» **THE TASK**: Only the lines below between the ones containing "claimed the version" and "is published by", inclusive, are to be reproduced, each exactly as it stands.

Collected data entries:
--------------------
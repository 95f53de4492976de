//! The commit log of one table.
//!
//! `_timeseries_log/` holds one JSON file per version next to `CURRENT`,
//! which names the newest published version. A table without `CURRENT` has
//! no commits and reports version 0.
//!
//! Writers claim a version by creating its commit file with create-new
//! semantics, then publish it by atomically replacing `CURRENT`. Readers only
//! replay up to `CURRENT`, so a claimed but unpublished file is invisible.
use std::path::PathBuf;

use chrono::Utc;
use snafu::prelude::*;

use crate::storage::{self, TableLocation};
use crate::transaction_log::actions::{Commit, LogAction};
use crate::transaction_log::*;

/// Reads and appends the commit log below a table root.
#[derive(Debug, Clone)]
pub struct TransactionLogStore {
    location: TableLocation,
}

fn commit_path(version: u64) -> PathBuf {
    let name = format!(
        "{version:0width$}.json",
        width = TransactionLogStore::COMMIT_FILENAME_DIGITS
    );
    PathBuf::from(TransactionLogStore::LOG_DIR_NAME).join(name)
}

fn current_path() -> PathBuf {
    PathBuf::from(TransactionLogStore::LOG_DIR_NAME).join(TransactionLogStore::CURRENT_FILE_NAME)
}

fn corrupt(msg: String) -> CommitError {
    CorruptStateSnafu { msg }.build()
}

impl TransactionLogStore {
    /// Directory below the table root that holds the log.
    pub const LOG_DIR_NAME: &str = "_timeseries_log";
    /// Pointer file naming the newest published version.
    pub const CURRENT_FILE_NAME: &str = "CURRENT";
    /// Commit files are named by their version, zero-padded to this width.
    pub const COMMIT_FILENAME_DIGITS: usize = 10;

    /// Log of the table rooted at `location`.
    pub fn new(location: TableLocation) -> Self {
        Self { location }
    }

    /// Table root this log belongs to.
    pub fn location(&self) -> &TableLocation {
        &self.location
    }

    /// Read and parse the commit for `version`.
    pub async fn load_commit(&self, version: u64) -> Result<Commit, CommitError> {
        let text = storage::read_to_string(self.location.as_ref(), &commit_path(version))
            .await
            .context(StorageSnafu)?;
        serde_json::from_str(&text)
            .map_err(|e| corrupt(format!("commit {version} is unreadable: {e}")))
    }

    /// Newest published version; 0 when `CURRENT` does not exist.
    pub async fn load_current_version(&self) -> Result<u64, CommitError> {
        let text = match storage::read_to_string(self.location.as_ref(), &current_path()).await {
            Ok(text) => text,
            Err(e) if e.is_not_found() => return Ok(0),
            Err(source) => return Err(CommitError::Storage { source }),
        };
        let text = text.trim();
        ensure!(
            !text.is_empty(),
            CorruptStateSnafu {
                msg: format!("{} is empty", current_path().display()),
            }
        );
        text.parse::<u64>()
            .map_err(|e| corrupt(format!("CURRENT holds {text:?}: {e}")))
    }

    async fn publish(&self, version: u64) -> Result<(), CommitError> {
        storage::write_atomic(
            self.location.as_ref(),
            &current_path(),
            format!("{version}\n").as_bytes(),
        )
        .await
        .context(StorageSnafu)
    }

    /// Append `actions` as version `expected + 1`.
    ///
    /// Fails with `Conflict` when `CURRENT` is no longer `expected`, and with
    /// `Storage(AlreadyExists)` when another writer claimed the version
    /// first. Either way the caller must reload state before trying again.
    ///
    /// A claimed version whose writer died before publishing is published by
    /// the next writer that collides with it, so the table does not stay
    /// stuck behind the orphan.
    pub async fn commit_with_expected_version(
        &self,
        expected: u64,
        actions: Vec<LogAction>,
    ) -> Result<u64, CommitError> {
        let found = self.load_current_version().await?;
        ensure!(found == expected, ConflictSnafu { expected, found });

        let version = expected
            .checked_add(1)
            .ok_or_else(|| corrupt("version counter overflow".to_string()))?;
        let commit = Commit {
            version,
            base_version: expected,
            timestamp: Utc::now(),
            actions,
        };
        let json = serde_json::to_vec(&commit)
            .map_err(|e| corrupt(format!("commit {version} cannot be encoded: {e}")))?;

        let claimed = storage::write_new(self.location.as_ref(), &commit_path(version), &json).await;
        if let Err(source) = claimed {
            if source.is_already_exists() {
                self.roll_forward_orphan(expected, version).await?;
            }
            return Err(CommitError::Storage { source });
        }

        self.publish(version).await?;
        log::debug!(
            "committed version {version} of {}",
            self.location.root().display()
        );
        Ok(version)
    }

    async fn roll_forward_orphan(&self, expected: u64, version: u64) -> Result<(), CommitError> {
        if self.load_current_version().await? != expected {
            return Ok(());
        }
        // Only a complete commit built on `expected` is safe to publish;
        // anything else may still be in the middle of being written.
        let Ok(commit) = self.load_commit(version).await else {
            return Ok(());
        };
        if commit.version != version || commit.base_version != expected {
            return Ok(());
        }
        log::warn!(
            "publishing orphaned commit {version} of {}",
            self.location.root().display()
        );
        self.publish(version).await
    }
}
--------------------
» **RESPONSE TO THE EXERCISE**:
    /// `Storage(AlreadyExists)` when another writer claimed the version
    /// first. Either way the caller must reload state before trying again.
    ///
    /// A claimed version whose writer died before publishing is published by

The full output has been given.